* **Input material**:
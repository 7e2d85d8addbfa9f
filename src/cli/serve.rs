// nbgit: Notebook Git Extension Server
//
// SPDX-FileCopyrightText: 2026 Romeo Ahmed
// SPDX-License-Identifier: GPL-3.0-or-later

//! `serve` command arguments.

use clap::Args;
use std::path::PathBuf;

/// Arguments for the `serve` command. Each one overrides its config key.
#[derive(Debug, Clone, Default, Args)]
pub struct ServeArgs {
    /// Address to listen on (server.bind).
    #[arg(short = 'b', long, value_name = "ADDR")]
    pub bind: Option<String>,

    /// Path inside the repository to serve (repo.path).
    #[arg(short = 'r', long, value_name = "PATH")]
    pub repo: Option<PathBuf>,

    /// URL prefix for the /git routes (server.base_url).
    #[arg(long = "base-url", value_name = "PREFIX")]
    pub base_url: Option<String>,

    /// Remote used for info, fetch and push (repo.remote).
    #[arg(long, value_name = "NAME")]
    pub remote: Option<String>,
}

impl ServeArgs {
    #[must_use]
    pub fn to_config_overrides(&self) -> Vec<String> {
        let mut overrides = Vec::new();
        if let Some(ref bind) = self.bind {
            overrides.push(format!("server.bind={bind}"));
        }
        if let Some(ref base_url) = self.base_url {
            overrides.push(format!("server.base_url={base_url}"));
        }
        if let Some(ref repo) = self.repo {
            overrides.push(format!("repo.path={}", repo.display()));
        }
        if let Some(ref remote) = self.remote {
            overrides.push(format!("repo.remote={remote}"));
        }
        overrides
    }
}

* **What you have to do**: Could you output each line above exactly as it was given?

* **Response to this task**:
repository 7e2d85d8addbfa9f
filename src/cli/serve.rs
// nbgit: Notebook Git Extension Server
//
// SPDX-FileCopyrightText: 2026 Romeo Ahmed
// SPDX-License-Identifier: GPL-3.0-or-later

//! `serve` command arguments.

use clap::Args;
use std::path::PathBuf;

/// Arguments for the `serve` command. Each one overrides its config key.
#[derive(Debug, Clone, Default, Args)]
pub struct ServeArgs {
    /// Address to listen on (server.bind).
    #[arg(short = 'b', long, value_name = "ADDR")]
    pub bind: Option<String>,

    /// Path inside the repository to serve (repo.path).
    #[arg(short = 'r', long, value_name = "PATH")]
    pub repo: Option<PathBuf>,

    /// URL prefix for the /git routes (server.base_url).
    #[arg(long = "base-url", value_name = "PREFIX")]
    pub base_url: Option<String>,

    /// Remote used for info, fetch and push (repo.remote).
    #[arg(long, value_name = "NAME")]
    pub remote: Option<String>,
}

impl ServeArgs {
    #[must_use]
    pub fn to_config_overrides(&self) -> Vec<String> {
        let mut overrides = Vec::new();
        if let Some(ref bind) = self.bind {
            overrides.push(format!("server.bind={bind}"));
        }
        if let Some(ref base_url) = self.base_url {
            overrides.push(format!("server.base_url={base_url}"));
        }
        if let Some(ref repo) = self.repo {
            overrides.push(format!("repo.path={}", repo.display()));
        }
        if let Some(ref remote) = self.remote {
            overrides.push(format!("repo.remote={remote}"));
        }
        overrides
    }
}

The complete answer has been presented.